While public awareness of low birth weight and premature infants is becoming — at long last — interesting to the mainstream culture and media, another phenomenon is beginning to shake the professional birthing world: high birth weight. Because it is occurring in a more affluent element of society, it is alarming. This tells us that you cannot buy your way out of pregnancy risks that are created by a sedentary, toxic food life-style.
Here is the dilemma:
Normal weight and some overweight women who eat too much in pregnancy tend to have babies who are, basically, already obese at birth. Therefore, these infants already have metabolic and cardiovascular dysfunction. Babies born over 8 lbs. 14 oz. are at increased risk for Type 2 Diabetes and heart disease.
Interestingly, the Institute of Medicine recently issued new guidelines on pregnancy weight gain. After nearly 20 years of adhering to the “normal” weight gain being 25 to 35 pounds, the Institute recognized that prenatal BMI plays a role in how much weight gain is necessary for a healthy pregnancy.
The evidence that underlies this change demonstrates that gains greater than 22 pounds — for all classifications of prenatal BMI — is the demarkation point for increased health problems. More information on this is available at: New IOM Guidelines.

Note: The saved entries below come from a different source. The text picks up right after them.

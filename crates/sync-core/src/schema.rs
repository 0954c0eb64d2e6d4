//! Source-side schema definitions.
//!
//! `FieldDescriptor` mirrors one entry of Zoho's `/settings/fields` response.
//! Only the attributes the mirror needs are kept; everything else Zoho sends
//! is ignored during deserialization.

use crate::types::FieldSpec;
use indexmap::IndexMap;
use serde::{Deserialize, Serialize};

/// A Zoho record exactly as fetched, keyed by API name in source order.
pub type RawRecord = serde_json::Map<String, serde_json::Value>;

/// Cleaned field name to destination field spec, in source schema order.
pub type TypeMap = IndexMap<String, FieldSpec>;

fn default_data_type() -> String {
    "text".to_string()
}

/// Metadata for a single Zoho field.
#[derive(Debug, Clone, PartialEq, Serialize, Deserialize)]
pub struct FieldDescriptor {
    /// API name, possibly carrying the reserved `$` system prefix
    #[serde(default)]
    pub api_name: String,

    /// Zoho data type (`text`, `picklist`, `currency`, ...)
    #[serde(default = "default_data_type")]
    pub data_type: String,

    /// Choice values for picklist fields
    #[serde(default, skip_serializing_if = "Option::is_none")]
    pub pick_list_values: Option<Vec<PickListValue>>,

    /// Human readable label
    #[serde(default, skip_serializing_if = "Option::is_none")]
    pub field_label: Option<String>,
}

impl FieldDescriptor {
    pub fn new(api_name: impl Into<String>, data_type: impl Into<String>) -> Self {
        Self {
            api_name: api_name.into(),
            data_type: data_type.into(),
            pick_list_values: None,
            field_label: None,
        }
    }

    pub fn with_pick_list(mut self, values: Vec<PickListValue>) -> Self {
        self.pick_list_values = Some(values);
        self
    }

    /// Pick-list values, empty when the field has none.
    pub fn pick_list(&self) -> &[PickListValue] {
        self.pick_list_values.as_deref().unwrap_or_default()
    }
}

/// One pick-list entry.
///
/// Zoho usually sends objects carrying `display_value` and `actual_value`, but
/// bare strings appear as well. Anything else is kept so that a single odd
/// entry never fails the whole field list.
#[derive(Debug, Clone, PartialEq, Serialize, Deserialize)]
#[serde(untagged)]
pub enum PickListValue {
    Plain(String),
    Entry {
        #[serde(default)]
        display_value: Option<String>,
        #[serde(default)]
        actual_value: Option<String>,
    },
    Other(serde_json::Value),
}

impl PickListValue {
    pub fn entry(display_value: Option<&str>, actual_value: Option<&str>) -> Self {
        Self::Entry {
            display_value: display_value.map(str::to_string),
            actual_value: actual_value.map(str::to_string),
        }
    }

    /// The choice label for this entry: the display value, else the actual
    /// value. Empty strings count as missing.
    pub fn label(&self) -> Option<&str> {
        fn non_empty(s: &Option<String>) -> Option<&str> {
            s.as_deref().filter(|s| !s.is_empty())
        }
        match self {
            Self::Plain(s) if !s.is_empty() => Some(s),
            Self::Plain(_) => None,
            Self::Entry {
                display_value,
                actual_value,
            } => non_empty(display_value).or_else(|| non_empty(actual_value)),
            Self::Other(_) => None,
        }
    }
}

#[cfg(test)]
mod tests {
    use super::*;
    use pretty_assertions::assert_eq;
    use serde_json::json;

    #[test]
    fn test_deserialize_zoho_field() {
        let field: FieldDescriptor = serde_json::from_value(json!({
            "api_name": "Lead_Status",
            "data_type": "picklist",
            "field_label": "Lead Status",
            "system_mandatory": false,
            "pick_list_values": [
                {"display_value": "Contacted", "actual_value": "Contacted", "id": "1"},
                "Junk Lead",
                {"display_value": null, "actual_value": "Lost"},
                {"display_value": 42}
            ]
        }))
        .unwrap();

        assert_eq!(field.api_name, "Lead_Status");
        assert_eq!(field.data_type, "picklist");
        let labels: Vec<_> = field.pick_list().iter().map(|v| v.label()).collect();
        assert_eq!(
            labels,
            vec![Some("Contacted"), Some("Junk Lead"), Some("Lost"), None]
        );
    }

    #[test]
    fn test_missing_attributes_use_defaults() {
        let field: FieldDescriptor = serde_json::from_value(json!({})).unwrap();
        assert_eq!(field.api_name, "");
        assert_eq!(field.data_type, "text");
        assert!(field.pick_list().is_empty());

        let field: FieldDescriptor =
            serde_json::from_value(json!({"api_name": "X", "pick_list_values": null})).unwrap();
        assert!(field.pick_list().is_empty());
    }

    #[test]
    fn test_label_prefers_display_value() {
        assert_eq!(
            PickListValue::entry(Some("Shown"), Some("stored")).label(),
            Some("Shown")
        );
        assert_eq!(PickListValue::entry(Some(""), Some("stored")).label(), Some("stored"));
        assert_eq!(PickListValue::entry(None, None).label(), None);
        assert_eq!(PickListValue::Plain(String::new()).label(), None);
    }

    #[test]
    fn test_raw_record_keeps_source_order() {
        let record: RawRecord =
            serde_json::from_str(r#"{"Zeta": 1, "$alpha": 2, "Mid": 3}"#).unwrap();
        let keys: Vec<_> = record.keys().map(String::as_str).collect();
        assert_eq!(keys, vec!["Zeta", "$alpha", "Mid"]);
    }
}
/// Which modules a run covers.
#[derive(Debug, Clone, PartialEq, Eq)]
pub enum ModuleSelection {
    All,
    /// 1-based positions in the module listing
    Indices(Vec<usize>),
    Names(Vec<String>),
}

impl ModuleSelection {
    /// Resolve to module API names, in selection order.
    pub fn resolve(&self, available: &[ModuleInfo]) -> anyhow::Result<Vec<String>> {
        match self {
            Self::All => Ok(available.iter().map(|m| m.api_name.clone()).collect()),
            Self::Indices(indices) => indices
                .iter()
                .map(|&i| {
                    i.checked_sub(1)
                        .and_then(|i| available.get(i))
                        .map(|m| m.api_name.clone())
                        .with_context(|| {
                            format!("Module index {i} is out of range (1-{})", available.len())
                        })
                })
                .collect(),
            Self::Names(names) => Ok(names.clone()),
        }
    }
}

/// Zoho record id to Airtable record id, per module.
#[derive(Debug, Clone, Default)]
pub struct IdMap {
    modules: IndexMap<String, IndexMap<String, String>>,
}

impl IdMap {
    pub fn record(&mut self, module: &str, zoho_id: String, airtable_id: String) {
        self.modules
            .entry(module.to_string())
            .or_default()
            .insert(zoho_id, airtable_id);
    }

    pub fn get(&self, module: &str, zoho_id: &str) -> Option<&str> {
        self.modules
            .get(module)
            .and_then(|ids| ids.get(zoho_id))
            .map(String::as_str)
    }

    pub fn len(&self, module: &str) -> usize {
        self.modules.get(module).map_or(0, IndexMap::len)
    }
}

/// A converted record with the source id it came from.
struct PendingRecord {
    zoho_id: Option<String>,
    record: ConvertedRecord,
}

fn zoho_id(record: &RawRecord) -> Option<String> {
    match record.get("id")? {
        serde_json::Value::String(s) => Some(s.clone()),
        serde_json::Value::Number(n) => Some(n.to_string()),
        _ => None,
    }
}

async fn pause(delay: Duration) {
    if !delay.is_zero() {
        tokio::time::sleep(delay).await;
    }
}

/// Turn a source error into a fatal run error when it is an authentication
/// failure; otherwise hand it back for local recovery.
fn fatal_if_auth(err: zoho_source::Error, module: &str) -> anyhow::Result<zoho_source::Error> {
    if err.is_authentication() {
        return Err(anyhow::Error::new(err)
            .context(format!("Zoho authentication failed while syncing {module}")));
    }
    Ok(err)
}

/// Describe a rejected batch, naming the offending option or field when
/// Airtable reports one.
fn insert_failure(table: &str, batch_index: usize, err: &airtable_sink::Error) -> Diagnostic {
    if let Some(option) = err.rejected_choice() {
        let reason = format!(
            "Select option '{option}' is not allowed; convert the select field to single line text or add the option in Airtable: {err}"
        );
        return Diagnostic::new(DiagnosticKind::BatchInsert, table, reason).with_batch(batch_index);
    }
    if let Some(field) = err.problem_field() {
        let reason = format!(
            "Field '{field}' rejected the value; it may exist in Airtable with a different type: {err}"
        );
        return Diagnostic::new(DiagnosticKind::BatchInsert, table, reason)
            .with_batch(batch_index)
            .with_field(field);
    }
    Diagnostic::new(DiagnosticKind::BatchInsert, table, err.to_string()).with_batch(batch_index)
}

pub struct Orchestrator<'a, S: ?Sized, D: ?Sized> {
    source: &'a S,
    sink: &'a D,
    settings: SyncSettings,
    tables: Vec<TableSchema>,
    id_map: IdMap,
    visited: HashSet<String>,
}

We have known for a while now that obesity in pregnancy puts mother and infant at risk for a number of problems from cardiovascular, metabolic and immune disorders to prematurity, low birth weight, increased need for cesarean birth and slow recovery. Add another one: Obese newborns with increased risk for heart and metabolism problems.
Reference on weight gain and high birth weight:
Ludwig DS, Currie J. The association between pregnancy weight gain and birthweight: a within-family comparison. Lancet. 2010 Sep 18;376(9745):984–90. Epub 2010 Aug 4.
A good reference for issues surrounding obese pregnancy:
Leddy MA et al. The Impact of Maternal Obesity on Maternal and Fetal Health. Rev Obstet Gynecol 2008;1(4):170–178.